(Beginning of Data to use)

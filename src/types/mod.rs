//! Core types shared across the engine.
//!
//! - [`Lens`], [`Target`] and [`PerLens`] identify and key per-lens state
//! - [`RawFrame`] is what a transport client emits; [`Frame`] is its decoded form
//! - [`TelemetryEvent`] is the typed output of the dispatcher
//! - [`Clock`] abstracts "now" so loops can be driven deterministically in tests

mod clock;
mod connection_state;
mod event;
mod frame;
mod lens;
pub mod telemetry;
mod update_rate;

pub use clock::{Clock, SystemClock, TokioClock};
pub use connection_state::ConnectionState;
pub use event::{ConsoleLine, EventKind, TelemetryEvent};
pub use frame::{Frame, RawFrame, to_hex};
pub use lens::{Lens, PerLens, Target};
pub use telemetry::{
    Ack, AckType, AudioPacket, BatteryInfo, CaseUpdate, DeviceVitals, DisplaySettings,
    EnvironmentSnapshot, EvenAiEvent, F5EventType, Gesture, SerialKind, SerialNumber, StateFlags,
    SystemCommand, SystemEvent,
};
pub use update_rate::UpdateRate;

(End of Data to use)

- **Exercise description**: On how many lines of the data does "Target" appear? Give only that number.

- **Answer**: 2